INSTRUCTIONS TO FOLLOW ▸
Exactly the lines below from the one with "repository a715816775d7f341" up to and including the one with "assert!(args.pretty);" make up the answer, with nothing else added.

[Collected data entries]
<<<<

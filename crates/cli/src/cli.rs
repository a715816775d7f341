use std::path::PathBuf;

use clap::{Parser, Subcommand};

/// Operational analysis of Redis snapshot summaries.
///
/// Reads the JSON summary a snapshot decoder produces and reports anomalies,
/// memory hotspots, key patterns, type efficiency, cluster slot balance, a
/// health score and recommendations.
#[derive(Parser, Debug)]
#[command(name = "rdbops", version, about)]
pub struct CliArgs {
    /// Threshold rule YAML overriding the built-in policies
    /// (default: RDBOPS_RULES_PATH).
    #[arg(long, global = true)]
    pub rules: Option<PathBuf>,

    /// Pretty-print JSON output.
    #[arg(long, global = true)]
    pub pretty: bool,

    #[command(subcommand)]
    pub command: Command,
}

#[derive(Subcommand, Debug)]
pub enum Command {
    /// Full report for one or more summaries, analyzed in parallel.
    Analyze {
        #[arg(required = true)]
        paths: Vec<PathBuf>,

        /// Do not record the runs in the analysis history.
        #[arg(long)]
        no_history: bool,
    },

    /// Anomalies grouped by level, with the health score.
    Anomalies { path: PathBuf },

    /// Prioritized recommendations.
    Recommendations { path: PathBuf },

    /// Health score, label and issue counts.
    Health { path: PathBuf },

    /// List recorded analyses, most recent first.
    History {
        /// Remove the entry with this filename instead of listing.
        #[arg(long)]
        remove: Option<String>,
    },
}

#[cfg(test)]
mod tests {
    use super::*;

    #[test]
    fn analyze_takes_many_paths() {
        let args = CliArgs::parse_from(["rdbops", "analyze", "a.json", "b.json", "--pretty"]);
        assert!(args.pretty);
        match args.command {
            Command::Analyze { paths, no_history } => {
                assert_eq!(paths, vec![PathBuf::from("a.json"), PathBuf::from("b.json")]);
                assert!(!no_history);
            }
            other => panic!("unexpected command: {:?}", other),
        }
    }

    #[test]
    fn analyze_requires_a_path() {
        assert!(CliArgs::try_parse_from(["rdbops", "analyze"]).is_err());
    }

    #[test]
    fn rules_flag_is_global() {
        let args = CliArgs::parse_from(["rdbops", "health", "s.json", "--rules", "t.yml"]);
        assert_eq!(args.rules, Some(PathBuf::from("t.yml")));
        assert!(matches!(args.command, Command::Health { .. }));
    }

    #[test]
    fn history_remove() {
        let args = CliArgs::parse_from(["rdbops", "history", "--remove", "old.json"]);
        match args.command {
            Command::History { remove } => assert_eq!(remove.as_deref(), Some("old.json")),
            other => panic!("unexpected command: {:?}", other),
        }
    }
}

>>>>

FINISHED TASK ▸
repository a715816775d7f341
use std::path::PathBuf;

use clap::{Parser, Subcommand};

/// Operational analysis of Redis snapshot summaries.
///
/// Reads the JSON summary a snapshot decoder produces and reports anomalies,
/// memory hotspots, key patterns, type efficiency, cluster slot balance, a
/// health score and recommendations.
#[derive(Parser, Debug)]
#[command(name = "rdbops", version, about)]
pub struct CliArgs {
    /// Threshold rule YAML overriding the built-in policies
    /// (default: RDBOPS_RULES_PATH).
    #[arg(long, global = true)]
    pub rules: Option<PathBuf>,

    /// Pretty-print JSON output.
    #[arg(long, global = true)]
    pub pretty: bool,

    #[command(subcommand)]
    pub command: Command,
}

#[derive(Subcommand, Debug)]
pub enum Command {
    /// Full report for one or more summaries, analyzed in parallel.
    Analyze {
        #[arg(required = true)]
        paths: Vec<PathBuf>,

        /// Do not record the runs in the analysis history.
        #[arg(long)]
        no_history: bool,
    },

    /// Anomalies grouped by level, with the health score.
    Anomalies { path: PathBuf },

    /// Prioritized recommendations.
    Recommendations { path: PathBuf },

    /// Health score, label and issue counts.
    Health { path: PathBuf },

    /// List recorded analyses, most recent first.
    History {
        /// Remove the entry with this filename instead of listing.
        #[arg(long)]
        remove: Option<String>,
    },
}

#[cfg(test)]
mod tests {
    use super::*;

    #[test]
    fn analyze_takes_many_paths() {
        let args = CliArgs::parse_from(["rdbops", "analyze", "a.json", "b.json", "--pretty"]);
        assert!(args.pretty);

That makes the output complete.